Segundo ela, as obras dialogam com a cinematografia brasileira em temáticas sociais, políticas e de ativismo feminino. “Ver ali a nossa realidade, coisas que fazem parte da gente, traz uma conexão com outros países do Sul global, que passaram por processos similares de colonização. Essa aproximação é algo muito importante para discutirmos nossas próprias vivências”, diz.
IDENTIFICAÇÃO
Analu Bambirra participou da curadoria da 1ª Mostra de Cinema Árabe Feminino, realizada de forma presencial no CCBB-RJ, em 2019, e notou a identificação do público com os filmes. “As pessoas me procuravam depois das sessões para comentar como os filmes conversavam com a realidade delas”, conta.
Entre os 40 filmes disponíveis na segunda edição do evento, 27 são inéditos no Brasil. É o caso de “Escritório de espera” (2017), “Barbès” (2019) e “Portão de Ceuta” (2019), da diretora marroquina Randa Maroufi, que opera no limite entre o documentário e a ficção, segundo comenta Analu.
"O trabalho dela está neste questionamento sobre até onde vai o real e o ensaiado; se são pessoas reais ou atores (na tela)”, diz a curadora. O debate pré-gravado com Randa Maroufi vai ao ar em 16 de junho próximo, às 13h.

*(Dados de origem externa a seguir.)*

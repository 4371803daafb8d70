use axum::{
    Router,
    middleware::from_fn_with_state,
    routing::{get, patch, post},
};
use util::state::AppState;

mod common;
mod get;
mod patch;
mod post;

pub use get::{get_statistics, list_sessions, session_detail};
pub use patch::set_session_state;
pub use post::{checkin, create_session, manual_checkin};

use crate::auth::guards::{allow_classroom_instructor, allow_classroom_member};

/// Attendance endpoints under `/api/classrooms/{classroom_id}/attendance`.
///
/// Check-in carries no membership guard on purpose: the validator's own
/// enrollment check distinguishes "not enrolled" from "not a member of this
/// classroom at all", which the guard cannot.
pub fn attendance_routes(app_state: AppState) -> Router<AppState> {
    Router::new()
        .route(
            "/sessions",
            post(create_session).route_layer(from_fn_with_state(
                app_state.clone(),
                allow_classroom_instructor,
            )),
        )
        .route(
            "/sessions",
            get(list_sessions).route_layer(from_fn_with_state(
                app_state.clone(),
                allow_classroom_member,
            )),
        )
        .route(
            "/sessions/{session_id}",
            get(session_detail).route_layer(from_fn_with_state(
                app_state.clone(),
                allow_classroom_instructor,
            )),
        )
        .route(
            "/sessions/{session_id}",
            patch(set_session_state).route_layer(from_fn_with_state(
                app_state.clone(),
                allow_classroom_instructor,
            )),
        )
        .route("/sessions/{session_id}/checkin", post(checkin))
        .route(
            "/sessions/{session_id}/manual-checkin",
            post(manual_checkin).route_layer(from_fn_with_state(
                app_state.clone(),
                allow_classroom_instructor,
            )),
        )
        .route(
            "/statistics",
            get(get_statistics).route_layer(from_fn_with_state(
                app_state.clone(),
                allow_classroom_instructor,
            )),
        )
}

Entre curtas, médias e longas-metragens de ficção e documentários, a programação da mostra apresenta um amplo panorama e algumas especificidades da cinematografia arábe. “A gente percebeu que muitos desses filmes procuram uma forma de existência possível e resistência na vida. Pode ser com a esperança e uma utopia de um futuro ou de um presente melhor”, aponta a curadora mineira, ressaltando a diferença em relação ao cinema produzido em Hollywood (EUA).
“Nem todos os filmes seguem uma narrativa hollywoodiana com três atos. A gente tentou abraçar diversas formas de se fazerem filmes, muitas delas independentes, não dentro de uma indústria tão grande quanto Hollywood. Tem filmes mais ensaísticos, políticos, poéticos e tem também aqueles com uma ficção mais clássica, então o público pode esperar um pouco disso, mas não só.”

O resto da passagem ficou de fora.